Task description:
For the data below, report only the number of lines containing the string "Testnet".

Source records:
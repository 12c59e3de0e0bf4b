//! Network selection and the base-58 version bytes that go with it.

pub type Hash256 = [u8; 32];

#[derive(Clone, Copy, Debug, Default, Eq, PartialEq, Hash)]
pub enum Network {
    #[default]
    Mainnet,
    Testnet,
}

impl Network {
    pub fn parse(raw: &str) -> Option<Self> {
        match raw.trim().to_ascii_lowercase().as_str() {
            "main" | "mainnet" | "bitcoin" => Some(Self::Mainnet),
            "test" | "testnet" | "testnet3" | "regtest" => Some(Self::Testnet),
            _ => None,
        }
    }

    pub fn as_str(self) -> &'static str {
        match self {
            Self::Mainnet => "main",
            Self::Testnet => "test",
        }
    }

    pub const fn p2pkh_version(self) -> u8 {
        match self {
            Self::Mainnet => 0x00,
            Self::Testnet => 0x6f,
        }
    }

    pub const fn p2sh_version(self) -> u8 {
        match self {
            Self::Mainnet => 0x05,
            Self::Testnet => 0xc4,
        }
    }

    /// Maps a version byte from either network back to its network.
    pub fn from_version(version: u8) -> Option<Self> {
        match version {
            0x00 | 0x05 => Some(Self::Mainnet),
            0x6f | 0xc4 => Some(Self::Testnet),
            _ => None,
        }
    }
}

Answer box:
6